→ Records supplied
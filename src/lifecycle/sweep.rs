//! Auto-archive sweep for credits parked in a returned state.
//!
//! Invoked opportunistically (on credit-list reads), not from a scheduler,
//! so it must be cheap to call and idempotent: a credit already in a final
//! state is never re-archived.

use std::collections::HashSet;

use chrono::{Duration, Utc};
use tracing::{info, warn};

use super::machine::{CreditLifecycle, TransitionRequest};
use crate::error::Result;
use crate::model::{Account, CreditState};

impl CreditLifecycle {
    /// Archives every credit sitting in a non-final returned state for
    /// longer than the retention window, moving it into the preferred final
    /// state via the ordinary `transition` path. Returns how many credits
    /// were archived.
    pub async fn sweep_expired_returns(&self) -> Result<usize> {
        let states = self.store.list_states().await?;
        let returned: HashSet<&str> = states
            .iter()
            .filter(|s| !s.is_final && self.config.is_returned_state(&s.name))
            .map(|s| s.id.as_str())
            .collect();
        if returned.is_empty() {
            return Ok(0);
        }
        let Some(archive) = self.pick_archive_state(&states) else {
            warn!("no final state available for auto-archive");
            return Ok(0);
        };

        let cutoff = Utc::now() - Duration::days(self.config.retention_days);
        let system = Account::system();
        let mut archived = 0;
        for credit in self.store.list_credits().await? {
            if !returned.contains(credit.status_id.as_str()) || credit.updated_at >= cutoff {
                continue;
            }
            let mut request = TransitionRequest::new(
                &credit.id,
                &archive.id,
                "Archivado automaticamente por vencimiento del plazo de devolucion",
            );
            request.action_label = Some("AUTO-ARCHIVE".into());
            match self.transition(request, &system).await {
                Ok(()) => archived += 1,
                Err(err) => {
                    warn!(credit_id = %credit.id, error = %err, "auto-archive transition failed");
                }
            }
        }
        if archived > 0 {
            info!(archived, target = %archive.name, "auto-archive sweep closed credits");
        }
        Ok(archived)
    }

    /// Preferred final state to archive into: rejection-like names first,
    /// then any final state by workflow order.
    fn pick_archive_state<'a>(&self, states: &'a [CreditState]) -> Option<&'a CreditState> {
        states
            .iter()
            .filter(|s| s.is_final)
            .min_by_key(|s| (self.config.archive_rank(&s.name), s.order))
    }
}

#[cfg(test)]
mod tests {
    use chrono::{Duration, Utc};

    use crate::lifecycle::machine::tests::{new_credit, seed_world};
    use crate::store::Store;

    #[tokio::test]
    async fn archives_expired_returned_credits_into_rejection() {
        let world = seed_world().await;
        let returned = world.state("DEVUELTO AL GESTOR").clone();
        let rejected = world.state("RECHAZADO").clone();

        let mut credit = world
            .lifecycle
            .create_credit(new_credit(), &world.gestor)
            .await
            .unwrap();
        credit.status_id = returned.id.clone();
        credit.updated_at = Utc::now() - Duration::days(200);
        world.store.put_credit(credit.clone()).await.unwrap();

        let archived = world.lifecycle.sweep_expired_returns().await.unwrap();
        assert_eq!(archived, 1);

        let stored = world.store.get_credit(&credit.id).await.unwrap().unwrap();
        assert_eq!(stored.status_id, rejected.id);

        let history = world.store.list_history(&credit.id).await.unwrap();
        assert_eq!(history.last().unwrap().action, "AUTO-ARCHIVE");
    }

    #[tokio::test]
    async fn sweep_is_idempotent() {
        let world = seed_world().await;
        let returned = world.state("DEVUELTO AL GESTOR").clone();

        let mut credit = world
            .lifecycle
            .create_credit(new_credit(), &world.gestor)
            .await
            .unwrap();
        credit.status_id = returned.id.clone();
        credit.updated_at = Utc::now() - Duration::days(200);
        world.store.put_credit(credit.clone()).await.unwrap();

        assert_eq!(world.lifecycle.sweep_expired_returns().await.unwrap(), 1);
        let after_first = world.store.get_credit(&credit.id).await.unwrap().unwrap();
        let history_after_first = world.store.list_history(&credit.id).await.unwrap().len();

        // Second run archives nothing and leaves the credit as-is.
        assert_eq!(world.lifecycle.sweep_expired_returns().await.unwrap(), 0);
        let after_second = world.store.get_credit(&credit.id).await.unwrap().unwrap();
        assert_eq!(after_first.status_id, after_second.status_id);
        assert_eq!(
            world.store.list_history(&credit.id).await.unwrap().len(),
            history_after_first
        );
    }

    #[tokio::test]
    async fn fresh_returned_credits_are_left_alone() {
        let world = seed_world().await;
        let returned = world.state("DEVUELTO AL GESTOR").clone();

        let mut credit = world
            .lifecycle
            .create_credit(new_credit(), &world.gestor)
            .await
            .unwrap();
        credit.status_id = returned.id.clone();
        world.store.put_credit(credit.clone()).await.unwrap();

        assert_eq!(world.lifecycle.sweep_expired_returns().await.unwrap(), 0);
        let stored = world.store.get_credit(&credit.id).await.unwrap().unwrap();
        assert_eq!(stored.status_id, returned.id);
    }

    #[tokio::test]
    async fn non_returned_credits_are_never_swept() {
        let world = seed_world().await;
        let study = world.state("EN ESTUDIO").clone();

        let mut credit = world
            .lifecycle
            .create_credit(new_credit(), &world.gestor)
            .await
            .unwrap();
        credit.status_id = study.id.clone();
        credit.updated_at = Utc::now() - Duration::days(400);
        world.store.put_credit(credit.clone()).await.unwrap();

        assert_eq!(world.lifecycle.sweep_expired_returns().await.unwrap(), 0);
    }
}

...

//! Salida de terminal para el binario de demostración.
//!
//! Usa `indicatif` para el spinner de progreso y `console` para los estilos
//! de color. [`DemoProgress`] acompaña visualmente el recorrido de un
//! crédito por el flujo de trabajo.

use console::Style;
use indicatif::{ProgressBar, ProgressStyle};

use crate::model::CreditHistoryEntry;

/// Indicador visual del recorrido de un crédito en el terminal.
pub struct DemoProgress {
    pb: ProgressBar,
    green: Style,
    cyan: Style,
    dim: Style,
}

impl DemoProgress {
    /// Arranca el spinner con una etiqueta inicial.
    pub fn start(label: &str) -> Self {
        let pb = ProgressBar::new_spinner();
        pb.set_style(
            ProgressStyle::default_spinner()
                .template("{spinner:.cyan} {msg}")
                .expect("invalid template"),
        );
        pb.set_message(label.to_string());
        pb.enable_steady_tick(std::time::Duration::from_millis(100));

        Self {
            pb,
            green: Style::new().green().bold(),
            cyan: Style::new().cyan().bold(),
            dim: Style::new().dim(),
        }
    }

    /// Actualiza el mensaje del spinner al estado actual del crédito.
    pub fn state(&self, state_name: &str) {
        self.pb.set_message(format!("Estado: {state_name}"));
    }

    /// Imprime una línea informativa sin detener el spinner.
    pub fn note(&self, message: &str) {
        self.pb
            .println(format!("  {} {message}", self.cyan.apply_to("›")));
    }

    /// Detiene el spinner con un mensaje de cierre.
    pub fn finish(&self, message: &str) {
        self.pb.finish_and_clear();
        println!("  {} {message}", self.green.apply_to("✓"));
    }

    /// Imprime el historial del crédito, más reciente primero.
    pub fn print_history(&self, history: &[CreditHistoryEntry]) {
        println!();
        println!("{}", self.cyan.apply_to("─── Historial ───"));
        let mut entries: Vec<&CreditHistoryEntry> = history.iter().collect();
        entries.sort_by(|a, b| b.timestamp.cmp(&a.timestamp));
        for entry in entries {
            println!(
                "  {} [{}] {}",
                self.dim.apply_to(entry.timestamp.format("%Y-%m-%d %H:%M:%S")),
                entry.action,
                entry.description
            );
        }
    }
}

→ Activity
In the listing, how many lines include the string "para"? State the number alone.

→ Your solution
2